Nunca dejaste de buscarme, incluso cuando yo creía que todo estaba bien.

¿Cómo supiste que estaba en Oporto?

Tengo la cuenta privada, joder.

Es imposible que lo supieras.


Mi hermana no entendía nada.

Me miraba y lloraba nerviosa.


Ella no sabía quién eras ni por qué yo estaba tan asustada.

Pero lloró al verme en aquel ataque de ansiedad.


Nos sentamos en una cafetería.

Dentro.

Por si nos estabas observando desde algún lugar.


Y ahí se lo conté todo.


Mi hermana tenía miedo.

De hecho, parecía que incluso más que yo.


“Denúnciale ya”, me dijo.


Pero es tan difícil dar ese paso.

Porque en el fondo —y aunque me cueste muchísimo decir esto en alto— me dabas pena.


Solo quería que lo olvidara.

Que hiciera como que esto nunca había pasado.


Pero ya era demasiado tarde.


Se vio en la obligación de contárselo a mi madre.
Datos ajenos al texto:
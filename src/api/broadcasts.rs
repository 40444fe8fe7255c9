use crate::api::AppState;
use crate::api::middleware::AuthUser;
use crate::api::schemas::{BroadcastRequest, CreatedResponse};
use crate::domain::content::Payload;
use crate::error::Result;
use axum::{
    Json,
    extract::{Path, State},
    http::StatusCode,
    response::IntoResponse,
};
use uuid::Uuid;

/// Posts a story to the caller's followers.
///
/// # Errors
/// Returns `AppError::InvalidArgument` if the request does not describe exactly one valid payload.
pub async fn post_broadcast(
    auth_user: AuthUser,
    State(state): State<AppState>,
    Json(request): Json<BroadcastRequest>,
) -> Result<impl IntoResponse> {
    let payload = Payload::try_from(request)?;
    let id = state.content_service.post_broadcast(&auth_user.user_id, payload).await?;
    Ok((StatusCode::CREATED, Json(CreatedResponse { id })))
}

/// Fetches a live story.
///
/// # Errors
/// Returns `AppError::NotFound` if the story is missing or expired.
pub async fn get_story(_auth_user: AuthUser, State(state): State<AppState>, Path(id): Path<Uuid>) -> Result<impl IntoResponse> {
    Ok(Json(state.live_view.get_story(id).await?))
}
No podía cargar con ese peso ella sola.


Le pedí que, por favor, no le contara nada porque no quería preocuparla.

Pero la entiendo.

Porque si hubiese sido al revés, yo habría hecho lo mismo.
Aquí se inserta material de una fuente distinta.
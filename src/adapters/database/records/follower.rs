use crate::adapters::directory::{DirectoryError, Follower};
use crate::domain::user::UserId;

#[derive(Debug, sqlx::FromRow)]
pub struct FollowerRow {
    pub(crate) follower_id: String,
    pub(crate) token: Option<String>,
}

impl TryFrom<FollowerRow> for Follower {
    type Error = DirectoryError;

    fn try_from(row: FollowerRow) -> Result<Self, Self::Error> {
        let user_id = UserId::parse(row.follower_id).map_err(|e| DirectoryError::Corrupt(e.to_string()))?;
        Ok(Self { user_id, token: row.token })
    }
}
Fue ese día cuando me di cuenta de que no estaba sola.

Y que tampoco estaba exagerando.


Aunque me costó muchísimo aceptar y entender lo que estabas haciendo.

En ese momento no fui capaz de ponerle nombre.
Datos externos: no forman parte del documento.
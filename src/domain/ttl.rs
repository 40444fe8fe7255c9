//! Fixed time-to-live policy for ephemeral content.
//!
//! A record is live while `now < expires_at`. Equality counts as expired so
//! read paths and the sweeper never disagree about a record on the boundary.

use crate::domain::content::ContentKind;
use std::fmt;
use time::{Duration, OffsetDateTime};

/// Lifetime of a direct message.
pub const MESSAGE_TTL: Duration = Duration::hours(24);

/// Lifetime of a story or snap.
pub const STORY_TTL: Duration = Duration::hours(24);

#[must_use]
pub const fn ttl_for(kind: ContentKind) -> Duration {
    match kind {
        ContentKind::Message => MESSAGE_TTL,
        ContentKind::Story => STORY_TTL,
    }
}

/// Computes the expiry instant persisted alongside a new record.
#[must_use]
pub fn stamp(kind: ContentKind, created_at: OffsetDateTime) -> OffsetDateTime {
    created_at + ttl_for(kind)
}

#[must_use]
pub fn has_expired(now: OffsetDateTime, expires_at: OffsetDateTime) -> bool {
    now >= expires_at
}

/// Signed time left; negative once the record has expired.
#[must_use]
pub fn time_remaining(now: OffsetDateTime, expires_at: OffsetDateTime) -> Duration {
    expires_at - now
}

/// Display form of the remaining lifetime.
#[derive(Debug, Clone, Copy, PartialEq, Eq)]
pub enum Remaining {
    Live(Duration),
    Expired,
}

impl Remaining {
    #[must_use]
    pub fn at(now: OffsetDateTime, expires_at: OffsetDateTime) -> Self {
        if has_expired(now, expires_at) { Self::Expired } else { Self::Live(time_remaining(now, expires_at)) }
    }
}

impl fmt::Display for Remaining {
    fn fmt(&self, f: &mut fmt::Formatter<'_>) -> fmt::Result {
        match self {
            Self::Expired => f.write_str("Expired"),
            Self::Live(left) => {
                let hours = left.whole_hours();
                let minutes = left.whole_minutes() - hours * 60;
                if hours > 0 { write!(f, "{hours}h {minutes}m") } else { write!(f, "{minutes}m") }
            }
        }
    }
}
Cuando llegué al hostal entré en mi email, fui a la carpeta de spam y descubrí que al bloquear a alguien no le bloqueas del todo.

Esa persona puede seguir enviándote emails.


Tenía cientos de emails tuyos.

Algunos más guarros que otros.

Detestables y asquerosos.


¿En qué momento se te ocurre decirme esas barbaridades?


Pero esos no fueron los que llamaron mi atención.

Fue aquel email en el que me decías textualmente que estabas en un avión con dirección a Lanzarote y que ibas a buscarme.


Me enviaste la dirección de un apartamento, fotos del lugar y un mensaje:

“Te espero aquí, qué ganas tengo de verte, de saltar contigo en la cama. Te echo de menos”.


El siguiente email era aún peor.

Me decías que habías visto un storie en mi Instagram de un hostal en Oporto y que estuviera tranquila, porque ibas a ir a buscarme.


Lo más probable es que me siguieras desde hace mucho tiempo desde otra cuenta.

Porque no habría otra manera lógica de saber lo que subo.


Me narraste todos y cada uno de tus pasos aun sin obtener ninguna respuesta.


Me escribiste todos los días, a todas horas.

Lo que hacías, lo que me echabas de menos, lo mucho que necesitabas verme.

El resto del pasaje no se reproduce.